The end of another 90-day period is upon me, and I was planning to take a trip to Ireland. However, I recently learned that a few countries — Denmark, Poland, maybe France — might possibly have bilateral agreements with the US that let you stay 90 days passport-free, independent of any other Schengen area visits.
This is very appealing to me, since I really wanted to visit Poland and/or Denmark anyway. I'd much rather go to those countries than Ireland. However, the information about these agreements is extremely sketchy, at best. For the most part, it's people on travel forums quoting snippets of law and talking about how they weren't caught when they crossed the border. If a border guard confronts me, I do not, under any circumstance, want to run into a situation where I can get banned from the Eurozone!

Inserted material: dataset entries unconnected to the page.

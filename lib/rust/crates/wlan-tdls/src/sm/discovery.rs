// Copyright 2019 The Fuchsia Authors. All rights reserved.
// Use of this source code is governed by a BSD-style license that can be
// found in the LICENSE file.

use {
    super::{link_id_element, TdlsSm},
    crate::{
        autolink::AutoLinkAction,
        device::DeviceOps,
        error::Error,
        frame::{DiscoveryRequest, DiscoveryResponse, Elements, TdlsAction},
        ie::LinkIdentifier,
        key::{build_msg1, generate_nonce, validate_link_id},
        mac::{MacAddr, MacFmt, ReasonCode, StatusCode},
    },
    log::info,
};

// IEEE Std 802.11-2016, 11.23.2
impl<D: DeviceOps> TdlsSm<D> {
    /// Probes `peer` through the AP. The peer answers directly with a public action frame.
    pub(super) fn send_discovery_request(&mut self, peer: MacAddr) -> Result<(), Error> {
        let token = self.tokens.next();
        let link_id =
            LinkIdentifier { bssid: self.bssid, initiator: self.own_addr, responder: peer };
        let elements = Elements { link_id: link_id_element(&link_id), ..Default::default() };
        let req = DiscoveryRequest { token, elements };
        self.send_action(peer, TdlsAction::DiscoveryRequest(req), true)?;
        if self.auto_link.enabled() {
            self.auto_link.on_local_discovery(&peer);
        }
        Ok(())
    }

    pub(super) fn on_discovery_request(
        &mut self,
        peer: MacAddr,
        req: DiscoveryRequest,
    ) -> Result<(), Error> {
        let link_id = validate_link_id(req.elements.link_id.as_deref(), &self.bssid)?;
        if link_id.responder != self.own_addr || link_id.initiator != peer {
            return Err(StatusCode::NOT_IN_SAME_BSS.into());
        }

        let mut elements = self.capability_elements();
        if self.config.security_enabled {
            build_msg1(&generate_nonce(), self.config.key_lifetime).apply(&mut elements);
        }
        elements.link_id = link_id_element(&link_id);
        let rsp = DiscoveryResponse {
            token: req.token,
            capability_info: self.config.capability_info,
            elements,
        };
        let body = rsp.to_public_action_body()?;
        self.device.send_public_action(peer, body)
    }

    /// Feeds the response's signal strength to auto-link and acts on its decision.
    pub(super) fn on_discovery_response(
        &mut self,
        peer: MacAddr,
        rsp: DiscoveryResponse,
        rssi: i8,
    ) -> Result<(), Error> {
        let link_id = validate_link_id(rsp.elements.link_id.as_deref(), &self.bssid)?;
        if link_id.initiator != self.own_addr {
            return Err(StatusCode::NOT_IN_SAME_BSS.into());
        }
        let link_exists = self.store.find(&peer).is_some();
        match self.auto_link.on_discovery_response(&peer, rssi, link_exists) {
            AutoLinkAction::None => Ok(()),
            AutoLinkAction::Setup(peer) => {
                info!("auto-link setting up {}", peer.to_mac_str());
                self.start_setup(peer)
            }
            AutoLinkAction::Teardown(peer) => {
                info!("auto-link tearing down {}", peer.to_mac_str());
                self.teardown(&peer, ReasonCode::TDLS_UNSPECIFIED_REASON)
            }
        }
    }
}

#[cfg(test)]
mod tests {
    use {
        super::*,
        crate::{
            config::TdlsConfig,
            frame::TdlsFrame,
            ie::{rsne, Ftie, TimeoutInterval},
            mac::Bssid,
            sm::{test_utils::*, MlmeRequest},
            store::LinkStatus,
        },
        assert_matches::assert_matches,
    };

    fn auto_link_station(addr: MacAddr) -> Station {
        let mut config = TdlsConfig::default();
        config.auto_link.enabled = true;
        Station::with_config(addr, config)
    }

    /// Runs one discovery round from `from` to `to` and returns the response body.
    fn discover(from: &mut Station, to: &mut Station) -> Vec<u8> {
        let peer = *to.sm.own_addr();
        from.sm.handle_mlme_request(MlmeRequest::Discovery { peer }).expect("discovery");
        to.receive_from(from);
        let mut actions = std::mem::take(&mut to.sm.device_mut().public_actions);
        assert_eq!(actions.len(), 1);
        let (dst, body) = actions.remove(0);
        assert_eq!(dst, *from.sm.own_addr());
        body
    }

    #[test]
    fn discovery_request_answered() {
        let mut a = Station::new(ADDR_A);
        let mut b = Station::new(ADDR_B);
        a.sm.handle_mlme_request(MlmeRequest::Discovery { peer: ADDR_B }).expect("discovery");
        let frames = a.sm.device_mut().take_frames();
        let token = match &frames[..] {
            [(TdlsFrame { action: TdlsAction::DiscoveryRequest(req), .. }, true)] => req.token,
            other => panic!("expected Discovery Request, got {:?}", other),
        };
        for (frame, _) in frames {
            b.sm.on_eth_frame(&frame.to_bytes().expect("write frame")[..]);
        }

        let mut responses = b.sm.device_mut().take_discovery_responses();
        assert_eq!(responses.len(), 1);
        let (dst, rsp) = responses.remove(0);
        assert_eq!(dst, ADDR_A);
        assert_eq!(rsp.token, token);
        assert_eq!(rsp.capability_info, 0x0421);
        assert!(rsp.elements.supported_rates.is_some());
        assert_matches!(rsne::validate_tdls_rsne(rsp.elements.rsne.as_deref()), Ok(_));
        let ti = rsp.elements.timeout_interval.as_deref().and_then(TimeoutInterval::parse);
        assert_eq!(ti.map(|ti| ti.value.get()), Some(3600));
        let ftie = rsp.elements.ftie.as_deref().and_then(Ftie::parse).expect("FTIE");
        assert_eq!(ftie.mic_control, [0; 2]);
        assert_eq!(ftie.mic, [0; 16]);
        assert_eq!(ftie.anonce, [0; 32]);
        assert_ne!(ftie.snonce, [0; 32]);
        let link_id = LinkIdentifier::parse(rsp.elements.link_id.as_deref().expect("link id"))
            .expect("parse link id");
        assert_eq!(link_id, LinkIdentifier { bssid: BSSID, initiator: ADDR_A, responder: ADDR_B });
        assert_eq!(b.sm.link_status(&ADDR_A), LinkStatus::None);
    }

    #[test]
    fn discovery_response_without_security() {
        let config = TdlsConfig { security_enabled: false, ..Default::default() };
        let mut a = Station::new(ADDR_A);
        let mut b = Station::with_config(ADDR_B, config);
        a.sm.handle_mlme_request(MlmeRequest::Discovery { peer: ADDR_B }).expect("discovery");
        b.receive_from(&mut a);

        let mut responses = b.sm.device_mut().take_discovery_responses();
        assert_eq!(responses.len(), 1);
        let (_, rsp) = responses.remove(0);
        assert_eq!(rsp.elements.rsne, None);
        assert_eq!(rsp.elements.ftie, None);
        assert_eq!(rsp.elements.timeout_interval, None);
        assert!(rsp.elements.link_id.is_some());
    }

    #[test]
    fn discovery_request_for_other_station_ignored() {
        let mut b = Station::new(ADDR_B);
        let link_id = LinkIdentifier { bssid: BSSID, initiator: ADDR_A, responder: ADDR_C };
        let req = DiscoveryRequest {
            token: 1,
            elements: Elements { link_id: link_id_element(&link_id), ..Default::default() },
        };
        assert_matches!(
            b.sm.on_discovery_request(ADDR_A, req),
            Err(Error::Status(StatusCode::NOT_IN_SAME_BSS))
        );
        assert!(b.sm.device().public_actions.is_empty());
    }

    #[test]
    fn discovery_response_without_auto_link_ignored() {
        let mut a = Station::new(ADDR_A);
        let mut b = Station::new(ADDR_B);
        for _ in 0..3 {
            let body = discover(&mut a, &mut b);
            a.sm.on_public_action(ADDR_B, &body[..], -30);
        }
        assert!(a.take_frames().is_empty());
        assert_eq!(a.sm.link_status(&ADDR_B), LinkStatus::None);
    }

    #[test]
    fn strong_signal_sets_up_link() {
        let mut a = auto_link_station(ADDR_A);
        let mut b = Station::new(ADDR_B);

        let body = discover(&mut a, &mut b);
        a.sm.on_public_action(ADDR_B, &body[..], -40);
        assert_eq!(a.sm.link_status(&ADDR_B), LinkStatus::None);

        let body = discover(&mut a, &mut b);
        a.sm.on_public_action(ADDR_B, &body[..], -40);
        assert_eq!(a.sm.link_status(&ADDR_B), LinkStatus::WaitResponse);

        b.receive_from(&mut a);
        a.receive_from(&mut b);
        b.receive_from(&mut a);
        assert_eq!(a.sm.link_status(&ADDR_B), LinkStatus::Connected);
        assert_eq!(b.sm.link_status(&ADDR_A), LinkStatus::Connected);
        assert_matches!(
            a.sm.auto_link().discovery_peer(&ADDR_B),
            Some(peer) => assert!(peer.connected)
        );
    }

    #[test]
    fn weak_signal_keeps_peer_unlinked() {
        let mut a = auto_link_station(ADDR_A);
        let mut b = Station::new(ADDR_B);
        for _ in 0..3 {
            let body = discover(&mut a, &mut b);
            a.sm.on_public_action(ADDR_B, &body[..], -75);
        }
        assert!(a.take_frames().is_empty());
        assert_eq!(a.sm.link_status(&ADDR_B), LinkStatus::None);
    }

    #[test]
    fn fading_signal_tears_down_link() {
        let mut a = auto_link_station(ADDR_A);
        let mut b = Station::new(ADDR_B);
        connect(&mut a, &mut b);

        // The first sample after connecting seeds the average.
        let body = discover(&mut a, &mut b);
        a.sm.on_public_action(ADDR_B, &body[..], -50);
        assert_eq!(a.sm.link_status(&ADDR_B), LinkStatus::Connected);

        let body = discover(&mut a, &mut b);
        a.sm.on_public_action(ADDR_B, &body[..], -90);
        assert_eq!(a.sm.link_status(&ADDR_B), LinkStatus::None);
        let frames = a.sm.device_mut().take_frames();
        assert_matches!(
            &frames[..],
            [(TdlsFrame { action: TdlsAction::Teardown(teardown), .. }, false)] => {
                assert_eq!(teardown.reason, ReasonCode::TDLS_UNSPECIFIED_REASON);
            }
        );
    }

    #[test]
    fn response_from_other_bss_ignored() {
        let mut a = auto_link_station(ADDR_A);
        a.sm.auto_link().on_local_discovery(&ADDR_B);
        let link_id = LinkIdentifier { bssid: Bssid([7; 6]), initiator: ADDR_A, responder: ADDR_B };
        let rsp = DiscoveryResponse {
            token: 1,
            capability_info: 0,
            elements: Elements { link_id: link_id_element(&link_id), ..Default::default() },
        };
        let body = rsp.to_public_action_body().expect("write response");
        a.sm.on_public_action(ADDR_B, &body[..], -30);
        a.sm.on_public_action(ADDR_B, &body[..], -30);
        assert!(a.take_frames().is_empty());
        assert_eq!(a.sm.auto_link().discovery_peer(&ADDR_B).and_then(|p| p.last_rssi), None);
    }
}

On the other hand, the New to Denmark website (billed as "the official portal for foreigners") quite clearly states:
Citizens of Australia, Canada, Chile, Israel, Japan, Malaysia, New Zealand, Singapore, South Korea and the US can freely enter and stay in Denmark for up to 90 days in any 180-day period, regardless of whether they have stayed in another Schengen country prior to entry into Denmark. The 90 days are counted from the entry date into Denmark or another Nordic country. If you have previously spent time in Denmark or another Nordic country within the previous 180 days, that time will be deducted from the 90-day maximum.
So I guess my questions are as follows:
- Are these rumors of bilateral agreements independent of the Schengen passport-free period true? Or has it just been instances of border guards being nice?
- Is the quoted statement above an official document that I can use as a reference?
- Does a similar statement exist somewhere for Poland (or France, if valid)?
- Why does the statement mention "another Nordic country"? Is this bilateral agreement with just Denmark, or does it include other Nordic countries as well?
- If I follow through with this and decide to go to one of these countries, how can I get official verification of the additional 90-day period? The Schengen area doesn't have border checks, after all; there won't be any official proof that I entered Denmark/Poland/France on a certain date.
- Do I have to do something to "activate" this extended stay?
- Does the 90-day Schengen period get put on hold while I'm in one of these bilateral countries, or is it still active? That is, if I spend 90 days in Schengen and then another 90 days in Poland, am I free to go back to Schengen for another 90 days? Or does the Schengen clock stop while I'm in Poland?
To clarify, I'm not looking to make a "border run", but to stay in one of these countries for a few months.